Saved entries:
══════

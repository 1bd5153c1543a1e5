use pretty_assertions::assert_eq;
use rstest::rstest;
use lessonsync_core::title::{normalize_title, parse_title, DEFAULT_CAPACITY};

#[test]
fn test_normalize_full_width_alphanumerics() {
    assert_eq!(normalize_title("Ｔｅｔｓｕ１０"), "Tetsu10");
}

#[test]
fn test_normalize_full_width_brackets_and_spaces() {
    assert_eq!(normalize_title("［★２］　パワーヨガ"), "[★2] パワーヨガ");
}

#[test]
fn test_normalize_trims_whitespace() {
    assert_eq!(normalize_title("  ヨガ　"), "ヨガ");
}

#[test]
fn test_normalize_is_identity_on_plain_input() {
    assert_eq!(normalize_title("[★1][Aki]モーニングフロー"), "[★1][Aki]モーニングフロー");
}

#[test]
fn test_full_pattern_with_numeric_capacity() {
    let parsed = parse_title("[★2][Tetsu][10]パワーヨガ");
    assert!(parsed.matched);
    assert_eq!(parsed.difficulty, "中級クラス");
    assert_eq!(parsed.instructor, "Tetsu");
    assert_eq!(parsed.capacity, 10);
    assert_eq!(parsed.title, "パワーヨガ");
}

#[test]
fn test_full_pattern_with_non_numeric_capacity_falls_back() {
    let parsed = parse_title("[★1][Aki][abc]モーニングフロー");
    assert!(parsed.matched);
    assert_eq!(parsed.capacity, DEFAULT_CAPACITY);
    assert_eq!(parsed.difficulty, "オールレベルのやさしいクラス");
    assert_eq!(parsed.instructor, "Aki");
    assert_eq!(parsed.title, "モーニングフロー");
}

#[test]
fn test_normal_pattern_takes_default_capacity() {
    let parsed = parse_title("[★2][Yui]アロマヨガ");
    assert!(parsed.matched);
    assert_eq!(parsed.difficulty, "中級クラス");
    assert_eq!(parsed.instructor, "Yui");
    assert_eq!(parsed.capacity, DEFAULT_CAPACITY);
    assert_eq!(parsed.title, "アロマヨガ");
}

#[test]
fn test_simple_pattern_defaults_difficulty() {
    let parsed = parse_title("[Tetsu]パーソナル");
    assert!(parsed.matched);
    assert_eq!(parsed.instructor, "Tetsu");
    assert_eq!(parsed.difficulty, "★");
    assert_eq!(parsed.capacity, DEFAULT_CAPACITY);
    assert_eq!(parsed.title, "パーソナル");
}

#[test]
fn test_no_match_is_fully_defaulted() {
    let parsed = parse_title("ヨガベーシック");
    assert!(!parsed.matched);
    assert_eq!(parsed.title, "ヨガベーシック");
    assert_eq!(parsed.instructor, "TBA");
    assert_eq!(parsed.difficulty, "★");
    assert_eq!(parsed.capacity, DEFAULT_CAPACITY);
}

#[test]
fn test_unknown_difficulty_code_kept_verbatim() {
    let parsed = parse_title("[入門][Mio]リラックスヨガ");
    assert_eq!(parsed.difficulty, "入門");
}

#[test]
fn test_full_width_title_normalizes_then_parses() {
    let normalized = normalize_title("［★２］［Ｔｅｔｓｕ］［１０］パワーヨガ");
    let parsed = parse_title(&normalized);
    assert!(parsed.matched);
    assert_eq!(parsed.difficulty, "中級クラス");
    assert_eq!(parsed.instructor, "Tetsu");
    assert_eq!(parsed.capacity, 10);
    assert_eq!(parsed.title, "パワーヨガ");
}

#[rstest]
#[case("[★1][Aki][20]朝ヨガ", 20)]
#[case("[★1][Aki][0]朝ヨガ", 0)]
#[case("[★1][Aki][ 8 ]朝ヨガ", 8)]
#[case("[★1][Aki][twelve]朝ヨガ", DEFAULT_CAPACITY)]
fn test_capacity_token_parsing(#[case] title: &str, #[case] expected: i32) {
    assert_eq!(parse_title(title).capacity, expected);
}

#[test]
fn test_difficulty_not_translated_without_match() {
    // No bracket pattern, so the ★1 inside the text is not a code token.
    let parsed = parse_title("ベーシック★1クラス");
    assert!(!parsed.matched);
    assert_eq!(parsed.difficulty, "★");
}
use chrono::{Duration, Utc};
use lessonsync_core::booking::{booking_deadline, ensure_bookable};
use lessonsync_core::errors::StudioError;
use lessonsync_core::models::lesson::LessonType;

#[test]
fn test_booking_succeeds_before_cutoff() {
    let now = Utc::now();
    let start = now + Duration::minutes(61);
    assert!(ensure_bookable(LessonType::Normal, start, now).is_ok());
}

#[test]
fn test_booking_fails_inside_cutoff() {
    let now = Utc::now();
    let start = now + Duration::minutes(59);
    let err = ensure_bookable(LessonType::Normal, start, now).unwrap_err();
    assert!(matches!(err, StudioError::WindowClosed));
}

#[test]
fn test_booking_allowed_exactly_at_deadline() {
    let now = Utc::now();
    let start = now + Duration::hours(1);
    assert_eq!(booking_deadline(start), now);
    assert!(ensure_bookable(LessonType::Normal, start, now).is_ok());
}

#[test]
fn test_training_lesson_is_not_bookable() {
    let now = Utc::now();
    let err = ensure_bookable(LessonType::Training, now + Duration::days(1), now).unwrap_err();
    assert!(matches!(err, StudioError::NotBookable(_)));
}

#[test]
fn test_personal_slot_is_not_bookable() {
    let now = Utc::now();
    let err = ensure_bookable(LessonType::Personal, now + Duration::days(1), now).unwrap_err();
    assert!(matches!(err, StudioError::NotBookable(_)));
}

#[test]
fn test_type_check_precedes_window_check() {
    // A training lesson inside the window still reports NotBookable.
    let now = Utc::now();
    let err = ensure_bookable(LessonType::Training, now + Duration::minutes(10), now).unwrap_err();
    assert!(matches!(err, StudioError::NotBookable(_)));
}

══════

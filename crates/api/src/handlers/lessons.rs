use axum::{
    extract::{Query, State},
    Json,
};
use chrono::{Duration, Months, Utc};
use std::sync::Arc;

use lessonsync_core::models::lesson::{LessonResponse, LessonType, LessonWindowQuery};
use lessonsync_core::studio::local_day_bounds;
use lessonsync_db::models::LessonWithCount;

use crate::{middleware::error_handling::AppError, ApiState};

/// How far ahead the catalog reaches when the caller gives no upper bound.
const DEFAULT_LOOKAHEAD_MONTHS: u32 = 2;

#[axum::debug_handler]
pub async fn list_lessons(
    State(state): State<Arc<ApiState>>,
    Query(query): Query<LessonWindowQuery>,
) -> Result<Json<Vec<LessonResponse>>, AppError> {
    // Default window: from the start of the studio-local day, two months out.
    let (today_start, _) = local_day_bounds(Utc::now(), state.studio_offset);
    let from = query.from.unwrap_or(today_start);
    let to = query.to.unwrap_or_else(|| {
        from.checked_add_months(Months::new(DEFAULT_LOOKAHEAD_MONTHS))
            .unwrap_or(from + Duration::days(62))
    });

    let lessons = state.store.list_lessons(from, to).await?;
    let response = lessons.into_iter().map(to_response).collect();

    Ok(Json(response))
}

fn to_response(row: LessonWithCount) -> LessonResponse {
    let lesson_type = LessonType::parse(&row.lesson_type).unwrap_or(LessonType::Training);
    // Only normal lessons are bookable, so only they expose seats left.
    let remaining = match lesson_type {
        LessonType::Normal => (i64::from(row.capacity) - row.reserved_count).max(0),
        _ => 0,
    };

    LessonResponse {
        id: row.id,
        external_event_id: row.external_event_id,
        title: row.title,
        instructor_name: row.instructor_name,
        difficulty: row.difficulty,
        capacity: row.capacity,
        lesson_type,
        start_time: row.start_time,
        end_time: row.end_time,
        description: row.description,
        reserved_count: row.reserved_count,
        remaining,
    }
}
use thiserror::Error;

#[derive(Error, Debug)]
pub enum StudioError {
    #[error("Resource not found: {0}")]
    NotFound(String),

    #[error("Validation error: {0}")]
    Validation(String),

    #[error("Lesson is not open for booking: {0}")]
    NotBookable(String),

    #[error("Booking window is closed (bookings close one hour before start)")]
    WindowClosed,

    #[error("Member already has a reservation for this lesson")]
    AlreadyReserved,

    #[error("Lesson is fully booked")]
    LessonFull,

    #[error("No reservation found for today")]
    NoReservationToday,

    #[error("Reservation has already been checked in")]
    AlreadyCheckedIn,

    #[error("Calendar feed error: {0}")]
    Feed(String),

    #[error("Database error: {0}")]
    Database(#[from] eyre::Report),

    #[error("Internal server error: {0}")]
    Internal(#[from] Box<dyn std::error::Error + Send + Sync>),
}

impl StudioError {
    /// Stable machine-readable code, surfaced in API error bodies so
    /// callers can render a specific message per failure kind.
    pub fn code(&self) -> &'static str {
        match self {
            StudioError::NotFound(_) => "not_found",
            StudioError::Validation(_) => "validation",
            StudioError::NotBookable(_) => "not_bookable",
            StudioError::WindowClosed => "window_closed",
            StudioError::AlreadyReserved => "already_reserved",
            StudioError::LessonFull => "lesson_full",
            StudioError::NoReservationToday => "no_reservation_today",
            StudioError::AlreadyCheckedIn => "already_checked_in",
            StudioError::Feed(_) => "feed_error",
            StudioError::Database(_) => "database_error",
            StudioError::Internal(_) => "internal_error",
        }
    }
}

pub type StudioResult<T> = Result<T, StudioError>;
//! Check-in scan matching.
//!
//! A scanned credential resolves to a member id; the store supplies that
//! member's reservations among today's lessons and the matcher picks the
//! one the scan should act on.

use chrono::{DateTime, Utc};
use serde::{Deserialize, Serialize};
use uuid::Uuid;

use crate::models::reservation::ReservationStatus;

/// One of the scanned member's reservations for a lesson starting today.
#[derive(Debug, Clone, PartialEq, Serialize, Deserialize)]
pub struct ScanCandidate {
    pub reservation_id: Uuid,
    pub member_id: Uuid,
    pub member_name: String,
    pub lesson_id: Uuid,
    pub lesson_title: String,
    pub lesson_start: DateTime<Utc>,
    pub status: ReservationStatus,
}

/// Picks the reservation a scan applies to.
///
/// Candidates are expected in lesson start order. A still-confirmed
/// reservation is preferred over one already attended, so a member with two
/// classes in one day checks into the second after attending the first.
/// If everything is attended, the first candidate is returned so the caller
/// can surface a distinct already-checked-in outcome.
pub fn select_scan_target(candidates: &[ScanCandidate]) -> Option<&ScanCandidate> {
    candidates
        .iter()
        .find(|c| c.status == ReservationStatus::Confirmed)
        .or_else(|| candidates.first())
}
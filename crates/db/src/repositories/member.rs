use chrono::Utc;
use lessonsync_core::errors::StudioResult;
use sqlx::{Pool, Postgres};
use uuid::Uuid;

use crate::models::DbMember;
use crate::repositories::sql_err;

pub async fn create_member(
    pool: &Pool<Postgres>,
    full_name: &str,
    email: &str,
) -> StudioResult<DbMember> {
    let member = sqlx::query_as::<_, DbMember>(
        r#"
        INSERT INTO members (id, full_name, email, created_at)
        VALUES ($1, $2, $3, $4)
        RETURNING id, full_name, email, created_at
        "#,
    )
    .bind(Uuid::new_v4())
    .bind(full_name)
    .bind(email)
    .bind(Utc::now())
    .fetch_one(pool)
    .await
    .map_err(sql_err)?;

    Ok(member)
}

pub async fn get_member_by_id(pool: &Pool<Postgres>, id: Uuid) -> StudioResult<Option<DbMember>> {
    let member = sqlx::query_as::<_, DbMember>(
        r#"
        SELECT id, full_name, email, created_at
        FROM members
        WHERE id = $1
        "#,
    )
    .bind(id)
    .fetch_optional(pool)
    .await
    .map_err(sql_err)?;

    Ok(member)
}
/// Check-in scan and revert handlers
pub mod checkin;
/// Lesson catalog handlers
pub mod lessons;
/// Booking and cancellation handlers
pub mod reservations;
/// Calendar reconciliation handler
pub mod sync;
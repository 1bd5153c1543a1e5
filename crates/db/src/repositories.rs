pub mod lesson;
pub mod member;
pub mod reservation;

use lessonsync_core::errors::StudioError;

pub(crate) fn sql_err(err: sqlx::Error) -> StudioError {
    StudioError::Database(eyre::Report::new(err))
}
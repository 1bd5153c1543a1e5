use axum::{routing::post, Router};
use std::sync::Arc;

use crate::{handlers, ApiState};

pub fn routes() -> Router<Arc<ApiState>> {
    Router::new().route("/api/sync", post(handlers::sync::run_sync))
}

══════

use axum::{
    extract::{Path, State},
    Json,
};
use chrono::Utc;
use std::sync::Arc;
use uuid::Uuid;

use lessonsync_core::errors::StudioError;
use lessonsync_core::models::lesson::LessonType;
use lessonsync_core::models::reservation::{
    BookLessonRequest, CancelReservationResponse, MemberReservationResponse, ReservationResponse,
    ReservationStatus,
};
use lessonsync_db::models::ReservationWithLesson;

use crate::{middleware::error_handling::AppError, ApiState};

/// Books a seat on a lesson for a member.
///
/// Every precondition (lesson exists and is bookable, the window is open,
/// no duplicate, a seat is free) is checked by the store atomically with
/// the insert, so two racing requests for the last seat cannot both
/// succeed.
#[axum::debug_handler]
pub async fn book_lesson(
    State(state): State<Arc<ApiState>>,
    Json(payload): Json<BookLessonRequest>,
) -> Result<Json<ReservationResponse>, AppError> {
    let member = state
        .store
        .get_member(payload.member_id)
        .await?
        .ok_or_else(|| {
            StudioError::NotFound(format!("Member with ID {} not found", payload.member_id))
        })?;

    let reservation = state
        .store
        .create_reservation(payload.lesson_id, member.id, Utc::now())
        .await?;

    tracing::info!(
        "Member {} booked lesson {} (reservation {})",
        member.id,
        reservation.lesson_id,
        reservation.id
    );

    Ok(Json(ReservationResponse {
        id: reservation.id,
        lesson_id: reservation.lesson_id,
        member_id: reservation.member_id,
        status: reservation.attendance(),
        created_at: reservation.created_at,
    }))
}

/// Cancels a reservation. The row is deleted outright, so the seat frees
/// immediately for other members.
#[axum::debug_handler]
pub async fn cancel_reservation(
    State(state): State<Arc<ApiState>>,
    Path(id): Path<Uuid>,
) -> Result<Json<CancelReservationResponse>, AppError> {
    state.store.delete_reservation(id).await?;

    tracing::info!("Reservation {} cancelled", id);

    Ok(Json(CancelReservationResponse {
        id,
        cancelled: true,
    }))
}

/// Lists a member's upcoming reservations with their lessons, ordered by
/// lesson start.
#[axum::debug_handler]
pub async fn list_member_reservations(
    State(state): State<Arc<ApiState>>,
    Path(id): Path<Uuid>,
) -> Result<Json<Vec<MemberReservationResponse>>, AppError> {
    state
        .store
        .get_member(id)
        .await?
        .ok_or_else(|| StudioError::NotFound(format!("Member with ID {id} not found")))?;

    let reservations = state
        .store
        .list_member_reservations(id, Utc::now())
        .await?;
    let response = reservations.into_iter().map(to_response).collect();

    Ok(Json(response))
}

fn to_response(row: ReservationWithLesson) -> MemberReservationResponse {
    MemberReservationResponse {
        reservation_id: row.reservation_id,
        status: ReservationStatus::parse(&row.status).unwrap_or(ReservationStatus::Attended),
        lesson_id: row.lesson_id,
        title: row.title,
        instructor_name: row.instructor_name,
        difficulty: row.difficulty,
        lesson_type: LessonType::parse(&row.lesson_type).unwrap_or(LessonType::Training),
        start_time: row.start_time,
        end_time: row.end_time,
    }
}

══════

◆ Problem
Retrieve each line from the records above where the word "Database" occurs.

◆ Result
    #[error("Database error: {0}")]
    Database(#[from] eyre::Report),
            StudioError::Database(_) => "database_error",
    StudioError::Database(eyre::Report::new(err))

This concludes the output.